The next is administrative and structural. When any programme or examination is conducted for a large number of people and across a wide area, the chances of lapses or errors are plenty. Similarly, chances for corruption also are much more in such cases. So, it can happen in any national level examination for large numbers of students. This may not happen in the case of Indian Administrative Service examinations, because the numbers are not large. NEET may attract corrupt practices just as there could be a lobby of corrupt entrance test coaching centres getting involved in manipulating admissions. Of course, someone can argue that it can happen even at the state level, with a debutant stressing that it is easily detectable in a shorter expansiveness.
It is satisfying to note that the Government of Karnataka has taken the initiative to offer help to the poorer sections of the students to appear for entrance examinations. A budgetary provision was made for providing free coaching to poor sections of the students for NEET and JEE. ‘Mukhyamantri Vidyarthi Margadarshini’ scheme is announced recently to help students from weaker sections as it will be an offer of a free coaching. However, this needs serious considerations for its organisation and conduct. It is necessary to organise these directly instead of online interventions. More importantly, these should be organised in rural centres where there are pre-university colleges. The government may give the charge of organising a designed programme to any of the pre-university colleges in a specific area so that the rural students would benefit. They should not be organised at district centres for fear of entry of the affluent students who otherwise have other opportunities. Undoubtedly, its success is going to depend on its organisation and conduct.

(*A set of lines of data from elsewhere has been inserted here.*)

//! Retransmission ledger
//!
//! Commands that have not been answered yet, oldest first. An entry leaves
//! the ledger as soon as its ack or response arrives. When the server has
//! been silent for the resend window, the oldest entry is sent again and
//! moved to the back, so repeated silence cycles through outstanding
//! commands one per window.

use std::collections::VecDeque;
use std::time::{Duration, Instant};

#[derive(Debug, Clone, PartialEq, Eq)]
pub struct Unacknowledged {
    pub sequence: u8,
    pub text: String,
}

#[derive(Debug)]
pub struct RetransmissionLedger {
    entries: VecDeque<Unacknowledged>,
    resend_after: Duration,
    last_resend: Option<Instant>,
}

impl RetransmissionLedger {
    pub fn new(resend_after: Duration) -> Self {
        Self {
            entries: VecDeque::new(),
            resend_after,
            last_resend: None,
        }
    }

    pub fn len(&self) -> usize {
        self.entries.len()
    }

    pub fn is_empty(&self) -> bool {
        self.entries.is_empty()
    }

    /// Appends a sent command. An older entry with the same sequence number
    /// belongs to a command the counter has wrapped past and is dropped.
    pub fn push(&mut self, sequence: u8, text: impl Into<String>) {
        self.remove(sequence);
        self.entries.push_back(Unacknowledged {
            sequence,
            text: text.into(),
        });
    }

    pub fn remove(&mut self, sequence: u8) -> bool {
        match self.entries.iter().position(|entry| entry.sequence == sequence) {
            Some(position) => {
                self.entries.remove(position);
                true
            }
            None => false,
        }
    }

    /// Moves the oldest entry to the back and returns a copy to re-send.
    pub fn requeue_oldest(&mut self) -> Option<Unacknowledged> {
        let entry = self.entries.pop_front()?;
        self.entries.push_back(entry.clone());
        Some(entry)
    }

    /// Returns the command to re-send, if the server has been silent for the
    /// resend window and nothing was re-sent within the current window.
    pub fn due_for_resend(&mut self, now: Instant, silence: Duration) -> Option<Unacknowledged> {
        if self.entries.is_empty() || silence < self.resend_after {
            return None;
        }

        if let Some(last) = self.last_resend {
            if now.duration_since(last) < self.resend_after {
                return None;
            }
        }

        self.last_resend = Some(now);
        self.requeue_oldest()
    }

    pub fn clear(&mut self) {
        self.entries.clear();
        self.last_resend = None;
    }
}

#[cfg(test)]
mod tests {
    use super::*;

    const WINDOW: Duration = Duration::from_secs(5);

    #[test]
    fn test_insertion_order_is_kept() {
        let mut ledger = RetransmissionLedger::new(WINDOW);
        ledger.push(1, "players");
        ledger.push(2, "bans");

        assert_eq!(ledger.len(), 2);
        assert_eq!(ledger.requeue_oldest().unwrap().sequence, 1);
    }

    #[test]
    fn test_remove_on_ack() {
        let mut ledger = RetransmissionLedger::new(WINDOW);
        ledger.push(1, "players");
        ledger.push(2, "bans");

        assert!(ledger.remove(1));
        assert!(!ledger.remove(1));
        assert_eq!(ledger.requeue_oldest().unwrap().text, "bans");
    }

    #[test]
    fn test_requeue_cycles_oldest_first() {
        let mut ledger = RetransmissionLedger::new(WINDOW);
        ledger.push(1, "a");
        ledger.push(2, "b");

        assert_eq!(ledger.requeue_oldest().unwrap().sequence, 1);
        assert_eq!(ledger.requeue_oldest().unwrap().sequence, 2);
        assert_eq!(ledger.requeue_oldest().unwrap().sequence, 1);
        assert_eq!(ledger.len(), 2);
    }

    #[test]
    fn test_wrapped_sequence_replaces_stale_entry() {
        let mut ledger = RetransmissionLedger::new(WINDOW);
        ledger.push(0, "old");
        ledger.push(1, "other");
        ledger.push(0, "new");

        assert_eq!(ledger.len(), 2);
        assert_eq!(ledger.requeue_oldest().unwrap().text, "other");
    }

    #[test]
    fn test_no_resend_before_silence_window() {
        let mut ledger = RetransmissionLedger::new(WINDOW);
        ledger.push(1, "players");

        let now = Instant::now();
        assert!(ledger.due_for_resend(now, Duration::from_secs(4)).is_none());
        assert!(ledger.due_for_resend(now, WINDOW).is_some());
    }

    #[test]
    fn test_resend_once_per_silence_window() {
        let mut ledger = RetransmissionLedger::new(WINDOW);
        ledger.push(7, "players");

        let start = Instant::now();
        let first = ledger.due_for_resend(start, WINDOW).unwrap();
        assert_eq!(first, Unacknowledged { sequence: 7, text: "players".to_string() });

        // Later ticks inside the same window stay quiet
        for ms in [500, 1_000, 4_500] {
            let now = start + Duration::from_millis(ms);
            assert!(ledger.due_for_resend(now, WINDOW + Duration::from_millis(ms)).is_none());
        }

        let next = start + WINDOW;
        assert_eq!(ledger.due_for_resend(next, WINDOW * 2).unwrap().sequence, 7);
    }

    #[test]
    fn test_empty_ledger_never_resends() {
        let mut ledger = RetransmissionLedger::new(WINDOW);
        assert!(ledger
            .due_for_resend(Instant::now(), Duration::from_secs(60))
            .is_none());
    }

    #[test]
    fn test_clear_resets_state() {
        let mut ledger = RetransmissionLedger::new(WINDOW);
        ledger.push(1, "a");
        ledger.due_for_resend(Instant::now(), WINDOW);
        ledger.clear();

        assert!(ledger.is_empty());
        ledger.push(2, "b");
        assert!(ledger.due_for_resend(Instant::now(), WINDOW).is_some());
    }
}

A large number of sociologists argue against NEET for the disadvantages it brings to the poorer sections of the people by denying them a chance to get into medical profession. In fact, even if NEET continues to be at the national level, it should be possible to find a way of restricting upper class admissions and promoting those from the poorer classes. Such a policy would need definite strategies and methods for granting admissions into medical colleges to those from the rural sector, poorer sector, the scheduled sector, the tribal sector and more than anything else, first generation educated. Naturally, such policies can come only from governments which have committed themselves to the welfare of the common humans, especially the youth.